I would like to start by discussing my writing, as this may help some of you better understand my blog. I sometimes joke that I understand connotation only as another word in the dictionary. The joke isn’t far from the truth. I know what the dictionary definition of connotation is, and I understand that some words evoke emotional reactions in some people, but I generally don’t follow the process by which that occurs. As a result, I tend to select words based on denotation without regard for connotation. This means that you don’t have to read between the lines because I don’t write there. You can take my words at face value, and I consider it fair to ask me to define my terms.

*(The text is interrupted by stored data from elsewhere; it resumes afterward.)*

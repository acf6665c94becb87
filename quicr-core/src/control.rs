//! C6 — subscriber-stream lifecycle state machines. Grounded on
//! `spec.md` §3 ("Subscriber stream") and §4.5 (sending/receiving states),
//! and on the teacher's `session::publisher` stream-state-machine shape.

use crate::message::TransportMode;

/// `spec.md` §6, `subscribe_order`.
pub use crate::reassembly::OrderMode as SubscribeOrder;

/// `spec.md` §6, `subscribe_intent`.
#[derive(Debug, Clone, Copy, PartialEq, Eq)]
pub enum SubscribeIntent {
    CurrentGroup,
    NextGroup,
    StartPoint { group: u64, object: u64 },
}

/// Sending-side states, in the priority order `spec.md` §4.5 transitions
/// through when `Ready`.
#[derive(Debug, Clone, Copy, PartialEq, Eq)]
pub enum SendState {
    Ready,
    Initial,
    SingleStream,
    Repair,
    FinalPoint,
    StartPoint,
    CachePolicy,
    Subscribe,
    WaitingNotify,
    NotifyReady,
    Notify,
    Fin,
    NoMore,
}

#[derive(Debug, Clone, Copy, PartialEq, Eq)]
pub enum RecvState {
    Initial,
    Stream,
    Confirmation,
    Fragment,
    Notify,
    Done,
}

/// Input flags driving the sender's `Ready` priority ladder
/// (`spec.md` §4.5: "Transitions in priority order when `ready`").
#[derive(Debug, Clone, Copy, Default)]
pub struct SendDirtyFlags {
    pub fin_unsent: bool,
    pub start_point_unsent: bool,
    pub cache_policy_dirty: bool,
    pub has_stream_data: bool,
}

/// The control-stream context binding one subscription (`spec.md` §3,
/// "Subscriber stream").
pub struct SubscriberStream {
    pub stream_id: u64,
    pub media_id: u64,
    pub transport_mode: TransportMode,
    pub send_state: SendState,
    pub recv_state: RecvState,
    pub start_point: Option<(u64, u64)>,
    pub final_point: Option<(u64, u64)>,
    pub peer_start_point: Option<(u64, u64)>,
    pub peer_final_point: Option<(u64, u64)>,
    pub close_reason: Option<String>,
    pub close_error_code: Option<u64>,
    /// URL prefixes this stream is subscribed to, for a relay's
    /// prefix-notification list (`spec.md` §4.8).
    pub notify_prefixes: Vec<String>,
}

impl SubscriberStream {
    pub fn new(stream_id: u64, media_id: u64, transport_mode: TransportMode) -> Self {
        Self {
            stream_id,
            media_id,
            transport_mode,
            send_state: SendState::Initial,
            recv_state: RecvState::Initial,
            start_point: None,
            final_point: None,
            peer_start_point: None,
            peer_final_point: None,
            close_reason: None,
            close_error_code: None,
            notify_prefixes: Vec::new(),
        }
    }

    /// Step the sender state machine: `spec.md` §4.5's priority ladder.
    /// Returns the next state to act on; `SendState::Ready` recurses to
    /// `NoMore` once every flag clears, matching "otherwise idle
    /// (deactivate)".
    pub fn step_send(&mut self, dirty: SendDirtyFlags) -> SendState {
        self.send_state = if dirty.fin_unsent {
            SendState::FinalPoint
        } else if dirty.start_point_unsent {
            SendState::StartPoint
        } else if dirty.cache_policy_dirty {
            SendState::CachePolicy
        } else if dirty.has_stream_data {
            SendState::SingleStream
        } else {
            SendState::NoMore
        };
        self.send_state
    }

    /// Protocol errors: an illegal receive transition closes the stream
    /// with a `PROTOCOL` code (`spec.md` §4.5, §7).
    pub fn step_recv(&mut self, next: RecvState) -> Result<(), crate::error::ServeError> {
        let legal = matches!(
            (self.recv_state, next),
            (RecvState::Initial, RecvState::Stream)
                | (RecvState::Initial, RecvState::Confirmation)
                | (RecvState::Stream, RecvState::Fragment)
                | (RecvState::Stream, RecvState::Notify)
                | (RecvState::Confirmation, RecvState::Fragment)
                | (RecvState::Fragment, RecvState::Fragment)
                | (RecvState::Notify, RecvState::Notify)
                | (_, RecvState::Done)
        );
        if !legal {
            self.recv_state = RecvState::Done;
            return Err(crate::error::ServeError::Protocol("illegal receive-state transition"));
        }
        self.recv_state = next;
        Ok(())
    }

    pub fn close(&mut self, reason: impl Into<String>, error_code: u64) {
        self.close_reason = Some(reason.into());
        self.close_error_code = Some(error_code);
        self.recv_state = RecvState::Done;
        self.send_state = SendState::NoMore;
    }

    pub fn is_closed(&self) -> bool {
        matches!(self.send_state, SendState::NoMore) && matches!(self.recv_state, RecvState::Done)
    }
}

#[cfg(test)]
mod tests {
    use super::*;

    #[test]
    fn send_ladder_prioritizes_fin_over_everything() {
        let mut s = SubscriberStream::new(1, 1, TransportMode::SingleStream);
        let next = s.step_send(SendDirtyFlags {
            fin_unsent: true,
            start_point_unsent: true,
            cache_policy_dirty: true,
            has_stream_data: true,
        });
        assert_eq!(next, SendState::FinalPoint);
    }

    #[test]
    fn send_ladder_falls_through_to_stream_data() {
        let mut s = SubscriberStream::new(1, 1, TransportMode::SingleStream);
        let next = s.step_send(SendDirtyFlags { has_stream_data: true, ..Default::default() });
        assert_eq!(next, SendState::SingleStream);
    }

    #[test]
    fn send_ladder_idles_when_nothing_pending() {
        let mut s = SubscriberStream::new(1, 1, TransportMode::SingleStream);
        let next = s.step_send(SendDirtyFlags::default());
        assert_eq!(next, SendState::NoMore);
    }

    #[test]
    fn illegal_receive_transition_closes_with_protocol_error() {
        let mut s = SubscriberStream::new(1, 1, TransportMode::SingleStream);
        s.step_recv(RecvState::Stream).unwrap();
        let err = s.step_recv(RecvState::Confirmation).unwrap_err();
        assert!(matches!(err, crate::error::ServeError::Protocol(_)));
        assert_eq!(s.recv_state, RecvState::Done);
    }

    #[test]
    fn close_marks_both_sides_terminal() {
        let mut s = SubscriberStream::new(1, 1, TransportMode::Datagram);
        s.close("peer reset", 0x42);
        assert!(s.is_closed());
        assert_eq!(s.close_error_code, Some(0x42));
    }
}
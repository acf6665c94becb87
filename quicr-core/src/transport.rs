//! External transport contract, `spec.md` §6 ("Transport binding"). The
//! core never touches a QUIC library directly — it consumes these traits,
//! which `quicr-native` implements over `quinn`/`web-transport-quinn`, and a
//! test harness can implement in-memory.

use bytes::Bytes;

/// One bidirectional or unidirectional QUIC stream as seen by the core.
pub trait StreamTransport {
    fn stream_id(&self) -> u64;

    /// Queue `data` for sending; `more_to_send` signals the runtime that
    /// the caller has additional bytes ready once credit allows.
    fn queue_data(&mut self, data: Bytes, more_to_send: bool);

    /// Mark the stream active (has data to send) or inactive.
    fn set_active(&mut self, active: bool);

    fn close(&mut self, error_code: u64);
}

/// The QUIC datagram surface: send credit is reported per call, and
/// acknowledgement arrives later via [`AckSink`].
pub trait DatagramTransport {
    /// Maximum payload size currently usable for one datagram, MTU-derived.
    fn max_datagram_size(&self) -> usize;

    /// Queue one datagram; returns `false` if there was no credit to send it.
    fn send_datagram(&mut self, data: Bytes) -> bool;
}

/// The three ACK callback flavors the runtime delivers for a previously
/// sent datagram (`spec.md` §6).
pub trait AckSink {
    fn on_acked(&mut self, original: &[u8]);
    fn on_lost(&mut self, original: &[u8], sent_time: u64);
    fn on_spurious(&mut self, original: &[u8]);
}

/// `spec.md` §6: "A time-check callback returning the earliest next
/// wake-up time."
pub trait TimeSource {
    fn now(&self) -> u64;
}

#[cfg(test)]
mod tests {
    use super::*;
    use std::cell::RefCell;

    #[derive(Default)]
    struct RecordingDatagramTransport {
        sent: RefCell<Vec<Bytes>>,
        credit: usize,
    }

    impl DatagramTransport for RecordingDatagramTransport {
        fn max_datagram_size(&self) -> usize {
            1200
        }

        fn send_datagram(&mut self, data: Bytes) -> bool {
            if self.credit == 0 {
                return false;
            }
            self.credit -= 1;
            self.sent.borrow_mut().push(data);
            true
        }
    }

    #[test]
    fn send_datagram_respects_credit() {
        let mut t = RecordingDatagramTransport { credit: 1, ..Default::default() };
        assert!(t.send_datagram(Bytes::from_static(b"a")));
        assert!(!t.send_datagram(Bytes::from_static(b"b")));
        assert_eq!(t.sent.borrow().len(), 1);
    }
}
//! Error taxonomy, `spec.md` §7.
//!
//! Four kinds of failure, each with its own policy: transient errors are
//! reported without mutating cache state, protocol errors close the
//! offending stream only, peer-initiated errors propagate a close reason
//! through every stream on the connection, and fatal errors close the
//! connection while the process keeps running.

/// Errors raised by the fragment cache (C2) and reassembly (C3).
#[derive(thiserror::Error, Debug, Clone, PartialEq)]
pub enum CacheError {
    #[error("out of memory inserting fragment")]
    OutOfMemory,

    #[error("cache index corruption: {0}")]
    Corrupt(&'static str),
}

/// Per-request/per-stream errors, surfaced over the control stream.
///
/// Mirrors the teacher's `serve::ServeError` shape: one flat enum with a
/// `code()` method mapping variants onto the wire error codes used to close
/// a stream (`spec.md` §7, "Policy: close the stream with code PROTOCOL").
#[derive(thiserror::Error, Debug, Clone, PartialEq)]
pub enum ServeError {
    #[error("done")]
    Done,

    #[error("cancelled")]
    Cancel,

    #[error("closed, code={0}")]
    Closed(u64),

    #[error("not found")]
    NotFound,

    #[error("duplicate subscription")]
    Duplicate,

    #[error("protocol violation: {0}")]
    Protocol(&'static str),

    #[error("internal error: {0}")]
    Internal(String),
}

impl ServeError {
    pub const CODE_PROTOCOL: u64 = 0x1;
    pub const CODE_INTERNAL: u64 = 0x2;
    pub const CODE_NOT_FOUND: u64 = 0x3;

    pub fn code(&self) -> u64 {
        match self {
            Self::Done => 0,
            Self::Cancel => 0,
            Self::Closed(code) => *code,
            Self::NotFound => Self::CODE_NOT_FOUND,
            Self::Duplicate => Self::CODE_PROTOCOL,
            Self::Protocol(_) => Self::CODE_PROTOCOL,
            Self::Internal(_) => Self::CODE_INTERNAL,
        }
    }
}

impl From<CacheError> for ServeError {
    fn from(e: CacheError) -> Self {
        match e {
            CacheError::OutOfMemory => ServeError::Internal("out of memory".into()),
            CacheError::Corrupt(what) => ServeError::Internal(format!("corrupt cache: {what}")),
        }
    }
}

/// Why a connection or stream closed, propagated from a peer-initiated event
/// (`spec.md` §7, "Peer-initiated").
#[derive(Debug, Clone, PartialEq)]
pub struct CloseReason {
    pub error_code: u64,
    pub reason: String,
}

impl CloseReason {
    pub fn new(error_code: u64, reason: impl Into<String>) -> Self {
        Self {
            error_code,
            reason: reason.into(),
        }
    }
}
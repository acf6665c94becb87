//! C2 — the fragment cache. Grounded on `original_source/lib/fragment.c`
//! (`quicrq_fragment_propose_to_cache`, `quicrq_fragment_cache_progress`,
//! `quicrq_fragment_cache_learn_start_point`,
//! `quicrq_fragment_cache_learn_end_point`,
//! `quicrq_fragment_cache_media_purge_to_gob`) and on `spec.md` §3/§4.1.
//!
//! The original threads a splay tree keyed by `(group, object, offset)`
//! alongside a doubly-linked arrival list. `spec.md` §9 explicitly permits
//! substituting a B-tree or skip list provided iterator stability and
//! O(log N) access survive, so the sequence index here is a `BTreeMap` and
//! the arrival index is a `VecDeque` of the same keys in insertion order.

use std::collections::{BTreeMap, VecDeque};

use crate::error::CacheError;
use crate::fragment::{Fragment, FragmentId};
use crate::watch::State;

/// The highest value a `flags` byte can carry besides the skip marker,
/// used to summarize priority across the whole cache.
const FLAGS_NONE: u8 = 0xFF;

/// Cursors maintained alongside the fragment index (`spec.md` §3, "Fragment
/// cache (C2)").
#[derive(Debug, Clone, Default)]
pub struct Cursors {
    pub first_group: u64,
    pub first_object: u64,

    pub next_group: u64,
    pub next_object: u64,
    pub next_offset: u64,

    pub highest_group: u64,
    pub highest_object: u64,

    /// `None` until `learn_end_point` is called.
    pub final_point: Option<(u64, u64)>,

    /// Lowest `flags` value seen among fragments at or above the next
    /// cursor; a priority summary consulted by congestion control.
    pub lowest_flags: u8,

    pub subscribe_stream_id: Option<u64>,
    pub is_feed_closed: bool,
    pub cache_delete_time: Option<u64>,
}
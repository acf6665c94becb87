use bytes::BytesMut;
use futures::stream::FuturesUnordered;
use futures::{FutureExt, StreamExt};

use quicr_core::control::{SendDirtyFlags, SendState, SubscriberStream};
use quicr_core::message::{Message, TransportMode};
use quicr_core::publisher::{Congestion, PublisherContext};
use quicr_core::scheduler;

use crate::local::Locals;
use crate::upstream::Upstream;

/// One accepted WebTransport session, serving every control stream the peer
/// opens on it against the shared source registry.
pub struct Connection {
    session: web_transport::Session,
    registry: Locals,
    upstream: Upstream,
}

impl Connection {
    pub fn new(session: web_transport::Session, registry: Locals, upstream: Upstream) -> Self {
        Self { session, registry, upstream }
    }

    pub async fn run(mut self) -> anyhow::Result<()> {
        let mut streams: FuturesUnordered<futures::future::BoxFuture<'static, ()>> = FuturesUnordered::new();

        loop {
            tokio::select! {
                res = self.session.accept_bi() => {
                    let (send, recv) = res?;
                    let registry = self.registry.clone();
                    let upstream = self.upstream.clone();
                    streams.push(async move {
                        if let Err(err) = serve_control_stream(send, recv, registry, upstream).await {
                            log::warn!("control stream closed with error: {err}");
                        }
                    }.boxed());
                },
                _ = streams.next(), if !streams.is_empty() => {},
                else => return Ok(()),
            }
        }
    }
}

async fn serve_control_stream(
    send: web_transport::SendStream,
    mut recv: web_transport::RecvStream,
    registry: Locals,
    upstream: Upstream,
) -> anyhow::Result<()> {
    let mut inbound = BytesMut::new();
    let first = read_message(&mut recv, &mut inbound).await?;

    match first {
        Some(Message::RequestStream { url }) => {
            serve_subscribe(send, recv, registry, upstream, url, TransportMode::SingleStream).await
        }
        Some(Message::RequestDatagram { url }) => {
            serve_subscribe(send, recv, registry, upstream, url, TransportMode::Datagram).await
        }
        Some(Message::Post { url, transport, .. }) => serve_publish(send, recv, registry, upstream, url, transport, inbound).await,
        Some(other) => {
            log::warn!("unexpected first control message: {other:?}");
            Ok(())
        }
        None => Ok(()),
    }
}

/// Read frames off `recv` until a complete [`Message`] is decodable, or the
/// stream ends.
async fn read_message(recv: &mut web_transport::RecvStream, buf: &mut BytesMut) -> anyhow::Result<Option<Message>> {
    loop {
        if let Some(msg) = Message::decode_framed(buf).map_err(|e| anyhow::anyhow!("{e:?}"))? {
            return Ok(Some(msg));
        }
        let mut chunk = [0u8; 4096];
        match recv.read(&mut chunk).await? {
            Some(n) if n > 0 => buf.extend_from_slice(&chunk[..n]),
            _ => return Ok(None),
        }
    }
}

async fn serve_publish(
    mut send: web_transport::SendStream,
    mut recv: web_transport::RecvStream,
    registry: Locals,
    upstream: Upstream,
    url: String,
    _transport: TransportMode,
    mut inbound: BytesMut,
) -> anyhow::Result<()> {
    {
        let mut guard = registry.lock();
        guard.publish(&url);
    }
    log::info!("publishing: {url}");

    // `spec.md` §4.8, "Relay publish-upstream": mirror every fragment to
    // the configured parent as it arrives, so the origin observes the same
    // data this relay is caching for its own downstream subscribers.
    let (upstream_tx, upstream_rx) = tokio::sync::mpsc::unbounded_channel();
    upstream.spawn_publish(url.clone(), upstream_rx);

    let accept = Message::Accept { transport: TransportMode::SingleStream, media_id: 0 };
    let mut framed = BytesMut::new();
    accept.encode_framed(&mut framed)?;
    send.write(&framed).await?;

    loop {
        match read_message(&mut recv, &mut inbound).await? {
            Some(Message::Fragment { group, object, nb_objects_previous_group, offset, last, flags, data }) => {
                let length = offset + data.len() as u64;
                {
                    let mut guard = registry.lock();
                    if let Some(source) = guard.get_mut(&url) {
                        let object_length = if last { length } else { u64::MAX };
                        source.cache.propose(data.clone(), group, object, offset, 0, flags, nb_objects_previous_group, object_length, 0)?;
                    }
                }
                let msg = Message::Fragment { group, object, nb_objects_previous_group, offset, last, flags, data };
                let _ = upstream_tx.send(msg);
            }
            Some(Message::FinDatagram { final_group, final_object }) => {
                {
                    let mut guard = registry.lock();
                    guard.propagate_end_point(&url, final_group, final_object);
                    guard.mark_feed_closed(&url);
                }
                let msg = Message::FinDatagram { final_group, final_object };
                let _ = upstream_tx.send(msg);
            }
            Some(_) => {}
            None => {
                registry.lock().mark_feed_closed(&url);
                return Ok(());
            }
        }
    }
}

async fn serve_subscribe(
    mut send: web_transport::SendStream,
    _recv: web_transport::RecvStream,
    registry: Locals,
    upstream: Upstream,
    url: String,
    transport_mode: TransportMode,
) -> anyhow::Result<()> {
    let outcome = registry.lock().subscribe(&url, 0);
    log::info!("subscribing: {url} ({outcome:?})");
    if outcome == quicr_core::fanout::SubscribeOutcome::CreatedNeedsUpstream {
        upstream.spawn_fill(url.clone(), registry.clone());
    }

    let accept = Message::Accept { transport: transport_mode, media_id: 0 };
    let mut framed = BytesMut::new();
    accept.encode_framed(&mut framed)?;
    send.write(&framed).await?;

    let mut stream_state = SubscriberStream::new(0, 0, transport_mode);
    let mut ctx = PublisherContext::new(0, 0, Congestion::None);
    let mut seen_epoch = 0;

    loop {
        let notify = {
            let guard = registry.lock();
            let Some(source) = guard.get(&url) else {
                return Ok(());
            };
            source.notify.clone()
        };

        let had_data = {
            let guard = registry.lock();
            let Some(source) = guard.get(&url) else {
                return Ok(());
            };
            let mut out = BytesMut::new();
            loop_pump(&mut ctx, &source.cache, &mut out);
            if !out.is_empty() {
                Some(out)
            } else {
                None
            }
        };

        if let Some(out) = had_data {
            send.write(&out).await?;
            stream_state.step_send(SendDirtyFlags { has_stream_data: true, ..Default::default() });
            continue;
        }

        if stream_state.send_state == SendState::NoMore {
            let closed = registry.lock().get(&url).map(|s| s.cache.cursors.is_feed_closed).unwrap_or(true);
            if closed {
                return Ok(());
            }
        }

        notify.wait_for_change(seen_epoch).await;
        seen_epoch = notify.epoch();
    }
}

/// Drain everything the sequential walker currently has ready into `out`,
/// framed one [`Message::Fragment`] at a time (`scheduler::pump_single_stream`
/// needs a live `StreamTransport`; this buffers into bytes instead since the
/// control stream here writes synchronously rather than through an actor).
fn loop_pump(ctx: &mut PublisherContext, cache: &quicr_core::cache::FragmentCache, out: &mut BytesMut) {
    struct BufferTransport<'a> {
        out: &'a mut BytesMut,
        active: bool,
    }
    impl<'a> quicr_core::transport::StreamTransport for BufferTransport<'a> {
        fn stream_id(&self) -> u64 {
            0
        }
        fn queue_data(&mut self, data: bytes::Bytes, _more_to_send: bool) {
            self.out.extend_from_slice(&data);
        }
        fn set_active(&mut self, active: bool) {
            self.active = active;
        }
        fn close(&mut self, _error_code: u64) {}
    }

    let mut transport = BufferTransport { out, active: false };
    scheduler::pump_single_stream(ctx, cache, &mut transport, 64 * 1024);
}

In terms of writing, the problem comes when others read something that isn’t there, which brings a story to mind…

When I was working on a help desk for a previous employer, I received a help request by email that made no sense to me. I responded: “I’m afraid I don’t understand your complaint. Could you please elaborate?” I thought I did pretty good job at writing a polite request for clarification, but the customer disagreed. My boss came to me an hour later to ask why I called the customer a whiner. After some discussion, he told me that the offending word was “complaint.” To me, a complaint is a declaration of a condition that causes distress (and that’s more or less what you will find in the dictionary), which is what the customer’s email was. I never said she was a whiner, so the whole thing was a surprise to me.

Face to face communication can get a bit more complicated. I still select my words based on denotation without regard for connotation, but that’s only the beginning. Face to face communication includes body language and facial expressions. The diagnostic criteria for Asperger’s syndrome include “marked impairments in the use of multiple nonverbal behaviors such as eye-to-eye gaze, facial expression, body posture, and gestures to regulate social interaction.” It is easily possible for me to miss or misunderstand non-verbal signals. It is also very likely that others will misunderstand my non-verbal signals, especially when I’m highly stressed, frustrated, or overloaded. Sadly, this means that, at the times I may need help or understanding the most, I am most likely to be misunderstood. I’ve been told that I seem threatening when frustrated. My size and appearance probably contribute to that, but I wouldn’t hurt anyone intentionally.

It has been a long day, so I think I’m going to end here. I am quite certain I’ll pick this topic up again, as it is a core issue with Asperger’s syndrome.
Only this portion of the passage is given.